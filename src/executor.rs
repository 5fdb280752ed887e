//! Concurrent fan-out of drained cleanup callbacks
//!
//! Every callback gets its own thread and reports its outcome on a bounded
//! channel sized to the number of callbacks. The collector blocks until each
//! unit has reported, so a hung callback stalls the whole run.

use crate::logging::log_with_source;
use crate::{Callback, CallbackError};

use std::any::Any;
use std::panic::{self, AssertUnwindSafe};
use std::sync::mpsc::{self, Receiver, SyncSender};
use std::sync::{Arc, Mutex, PoisonError};
use std::thread;

/// A registered callback waiting in the registry
pub(crate) struct Entry {
    pub(crate) name: Option<String>,
    pub(crate) callback: Callback,
}

impl Entry {
    /// Log tag for the callback at 1-based position `idx` of a drain
    fn label(&self, idx: usize) -> String {
        match &self.name {
            Some(name) => format!("callback #{} {}", idx, name),
            None => format!("callback #{}", idx),
        }
    }
}

/// How a single callback finished
enum Report {
    Done,
    Failed(CallbackError),
    Panicked(String),
}

/// Tally of one shutdown run
#[derive(Debug, Default, Clone, Copy, PartialEq, Eq)]
pub(crate) struct Outcome {
    pub(crate) succeeded: usize,
    pub(crate) failed: usize,
    pub(crate) panicked: usize,
}

impl Outcome {
    pub(crate) fn total(&self) -> usize {
        self.succeeded + self.failed + self.panicked
    }
}

fn panic_message(payload: &(dyn Any + Send)) -> String {
    if let Some(s) = payload.downcast_ref::<&str>() {
        (*s).to_string()
    } else if let Some(s) = payload.downcast_ref::<String>() {
        s.clone()
    } else {
        "unknown panic payload".to_string()
    }
}

fn invoke(callback: Callback) -> Report {
    match panic::catch_unwind(AssertUnwindSafe(callback)) {
        Ok(Ok(())) => Report::Done,
        Ok(Err(e)) => Report::Failed(e),
        Err(payload) => Report::Panicked(panic_message(payload.as_ref())),
    }
}

type Slot = Arc<Mutex<Option<Callback>>>;

fn take(slot: &Slot) -> Option<Callback> {
    slot.lock().unwrap_or_else(PoisonError::into_inner).take()
}

fn run_unit(slot: &Slot, label: String, tx: &SyncSender<(String, Report)>) {
    if let Some(callback) = take(slot) {
        let report = invoke(callback);
        // Capacity equals the number of units, so this never blocks
        let _ = tx.send((label, report));
    }
}

/// Runs every entry concurrently and waits for all of them
///
/// Errors and panics are logged one record per callback and otherwise
/// discarded. If a thread cannot be spawned the callback runs on the
/// calling thread instead.
pub(crate) fn run_all(entries: Vec<Entry>) -> Outcome {
    let total = entries.len();
    if total == 0 {
        return Outcome::default();
    }

    let _ = log_with_source(&format!("Running {} cleanup callbacks", total), None);

    let (tx, rx) = mpsc::sync_channel::<(String, Report)>(total);
    for (i, entry) in entries.into_iter().enumerate() {
        let idx = i + 1;
        let label = entry.label(idx);
        let slot: Slot = Arc::new(Mutex::new(Some(entry.callback)));

        let spawned = {
            let slot = Arc::clone(&slot);
            let label = label.clone();
            let tx = tx.clone();
            thread::Builder::new()
                .name(format!("closer-cb-{}", idx))
                .spawn(move || run_unit(&slot, label, &tx))
        };

        if let Err(e) = spawned {
            let _ = log_with_source(
                &format!("Failed to spawn thread ({}), running inline", e),
                Some(&label),
            );
            run_unit(&slot, label, &tx);
        }
    }
    drop(tx);

    collect(&rx, total)
}

/// Receives one report per launched unit and logs every failure
///
/// Units that went away without reporting are counted and logged as
/// panicked.
fn collect(rx: &Receiver<(String, Report)>, total: usize) -> Outcome {
    let mut outcome = Outcome::default();
    for received in 0..total {
        let (label, report) = match rx.recv() {
            Ok(msg) => msg,
            Err(_) => {
                let missing = total - received;
                outcome.panicked += missing;
                let _ = log_with_source(
                    &format!("{} cleanup callbacks exited without reporting", missing),
                    None,
                );
                break;
            }
        };
        match report {
            Report::Done => outcome.succeeded += 1,
            Report::Failed(e) => {
                outcome.failed += 1;
                let _ = log_with_source(
                    &format!("Cleanup callback returned error: {}", e),
                    Some(&label),
                );
            }
            Report::Panicked(msg) => {
                outcome.panicked += 1;
                let _ = log_with_source(
                    &format!("Cleanup callback panicked: {}", msg),
                    Some(&label),
                );
            }
        }
    }

    outcome
}

#[cfg(test)]
mod tests {
    use super::*;
    use crate::logging::{clear_log_file, set_log_file};
    use serial_test::serial;
    use std::fs;
    use std::io;
    use std::sync::atomic::{AtomicUsize, Ordering};
    use std::time::Duration;
    use tempfile::tempdir;

    fn entry<F>(name: Option<&str>, f: F) -> Entry
    where
        F: FnOnce() -> Result<(), CallbackError> + Send + 'static,
    {
        Entry {
            name: name.map(str::to_string),
            callback: Box::new(f),
        }
    }

    #[test]
    fn test_run_all_empty() {
        assert_eq!(run_all(Vec::new()), Outcome::default());
    }

    #[test]
    fn test_run_all_counts_outcomes() {
        let ran = Arc::new(AtomicUsize::new(0));
        let r1 = Arc::clone(&ran);
        let r2 = Arc::clone(&ran);

        let outcome = run_all(vec![
            entry(Some("ok"), move || {
                r1.fetch_add(1, Ordering::SeqCst);
                Ok(())
            }),
            entry(None, move || {
                r2.fetch_add(1, Ordering::SeqCst);
                Err(io::Error::new(io::ErrorKind::Other, "db close failed").into())
            }),
            entry(Some("boom"), || panic!("pool exploded")),
        ]);

        assert_eq!(ran.load(Ordering::SeqCst), 2);
        assert_eq!(
            outcome,
            Outcome {
                succeeded: 1,
                failed: 1,
                panicked: 1
            }
        );
        assert_eq!(outcome.total(), 3);
    }

    #[test]
    fn test_run_all_waits_for_slowest() {
        let done = Arc::new(AtomicUsize::new(0));
        let d = Arc::clone(&done);

        run_all(vec![entry(None, move || {
            thread::sleep(Duration::from_millis(100));
            d.fetch_add(1, Ordering::SeqCst);
            Ok(())
        })]);

        assert_eq!(done.load(Ordering::SeqCst), 1);
    }

    #[test]
    #[serial]
    fn test_run_all_logs_one_record_per_failure() {
        let dir = tempdir().unwrap();
        let log_path = dir.path().join("closer.log");
        set_log_file(&log_path);

        let outcome = run_all(vec![
            entry(Some("ledger-db"), || Err("ledger flush refused".into())),
            entry(Some("ledger-pool"), || panic!("ledger pool corrupted")),
            entry(Some("ledger-cache"), || Ok(())),
        ]);
        clear_log_file();

        assert_eq!(outcome.failed, 1);
        assert_eq!(outcome.panicked, 1);
        assert_eq!(outcome.succeeded, 1);

        // Other tests may log concurrently, so only look at our own tags
        let contents = fs::read_to_string(&log_path).unwrap();
        let lines_with = |needle: &str| contents.lines().filter(|l| l.contains(needle)).count();

        assert_eq!(
            lines_with("[callback #1 ledger-db] Cleanup callback returned error: ledger flush refused"),
            1
        );
        assert_eq!(
            lines_with("[callback #2 ledger-pool] Cleanup callback panicked: ledger pool corrupted"),
            1
        );
        assert_eq!(lines_with("ledger-cache]"), 0);
    }

    #[test]
    #[serial]
    fn test_collect_counts_missing_reports() {
        let dir = tempdir().unwrap();
        let log_path = dir.path().join("closer.log");
        set_log_file(&log_path);

        let (tx, rx) = mpsc::sync_channel::<(String, Report)>(3);
        tx.send(("callback #1".to_string(), Report::Done)).unwrap();
        drop(tx);
        let outcome = collect(&rx, 3);
        clear_log_file();

        assert_eq!(
            outcome,
            Outcome {
                succeeded: 1,
                failed: 0,
                panicked: 2
            }
        );
        let contents = fs::read_to_string(&log_path).unwrap();
        assert!(contents.contains("2 cleanup callbacks exited without reporting"));
    }

    #[test]
    fn test_entry_label() {
        let named = entry(Some("db"), || Ok(()));
        let anon = entry(None, || Ok(()));
        assert_eq!(named.label(3), "callback #3 db");
        assert_eq!(anon.label(1), "callback #1");
    }

    #[test]
    fn test_panic_message() {
        let payload: Box<dyn Any + Send> = Box::new("static str");
        assert_eq!(panic_message(payload.as_ref()), "static str");
        let payload: Box<dyn Any + Send> = Box::new(String::from("owned"));
        assert_eq!(panic_message(payload.as_ref()), "owned");
        let payload: Box<dyn Any + Send> = Box::new(42u8);
        assert_eq!(panic_message(payload.as_ref()), "unknown panic payload");
    }
}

---------------

Task to carry out: Review the preceding data and report every line that includes the string "contents".

Response to this task:
        let contents = fs::read_to_string(&log_path).unwrap();
        let lines_with = |needle: &str| contents.lines().filter(|l| l.contains(needle)).count();
        let contents = fs::read_to_string(&log_path).unwrap();
        assert!(contents.contains("2 cleanup callbacks exited without reporting"));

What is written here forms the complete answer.